Além de terem perdido amigos, vizinhos e suas próprias casas, os moradores afetados pelo rompimento da barragem da Vale em Brumadinho (MG) perderam documentos pessoais básicos na lama de rejeitos: certidões de nascimento, casamento e carteiras de identidade. Agora, buscam refazê-los para dar prosseguimento a trâmites burocráticos.
Uma das regiões mais atingidas pelo rompimento da barragem foi o bairro Parque da Cachoeira. Nesta terça-feira (5), o Sindicato dos Oficiais de Registro Civil de Minas Gerais e a Polícia Civil realizaram um mutirão no local para a confecção da segunda via dos documentos.
Uma atendente do sindicato estimou que pelo menos 40 pessoas afetadas pela tragédia já procuraram o serviço desde a semana passada. A entidade ficou responsável pela intermediação com cartórios do estado para a emissão de certidões de nascimento, casamento e óbito — neste último caso, sem ligação com o rompimento.
Se o registro estiver no cartório de Brumadinho, a certidão fica pronta no dia seguinte ao pedido. Caso contrário, pode levar mais alguns dias.
Já a Polícia Civil cuidou da impressão das novas identidades. Se em posse dos documentos exigidos, o morador saía com a carteira na hora.
Adélia de Oliveira morava na parte baixa do Parque da Cachoeira e estava em casa com um dos filhos no último dia 25 quando ouviu um estrondo — era a barragem se rompendo. Uma filha de Adélia, com crianças de dois e três anos, também conseguiu se salvar, embora a residência tenha ficado destruída.
“O barro já estava quase chegando perto de nós. Nós saímos correndo só com a roupa do corpo. [A lama] levou tudo, tudo. Documento, roupa, casa, carro. Dos meus outros filhos, dos meus vizinhos. Meu marido perdeu as ferramentas pra trabalhar. Ele é pedreiro”, falou. “Graças a Deus saiu todo mundo vivo. É o mais importante.”.
Adélia precisará tirar novas certidões de nascimento, casamento e carteira de identidade. A previsão é que fiquem prontas nesta terça. “Agora é irrigar a vida daqui pra frente. Deus está no controle de tudo”, afirmou.
Outra presente ao mutirão era a funcionária da prefeitura de Brumadinho, Ivanilda Prado. Ela também teve casa, carro e pertences destruídos pelos rejeitos.
Ivanilda contou que estava trabalhando no momento da queda da barragem e ficou apenas com a roupa do corpo: a blusa do uniforme, uma legging e uma botina. Um de seus filhos, de 19 anos, que estava em casa, conseguiu se salvar ao ser chamado por uma vizinha.
“Acabou tudo, tudo.
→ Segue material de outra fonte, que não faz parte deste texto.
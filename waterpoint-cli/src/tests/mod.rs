//! Shared test harness modules for the water point CLI.
#![expect(
    clippy::panic,
    reason = "Tests assert panic branches to surface unexpected CLI outcomes"
)]

use super::*;

mod command_unit;
mod config_unit;
mod helpers;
Meu filho disse que, quando olhou para trás, já não tinha sobrado mais nada. Eu fui lá depois. Embaixo da minha casa tinha umas outras 15. Agora você não vê nem o telhado delas”, relatou. “Não perdi ninguém da família, mas a dor é a mesma. Perdi amigos de infância.”
A reportagem presenciou outras famílias cujas casas foram levadas pela lama reavendo a documentação. Abaladas, preferiram não conversar.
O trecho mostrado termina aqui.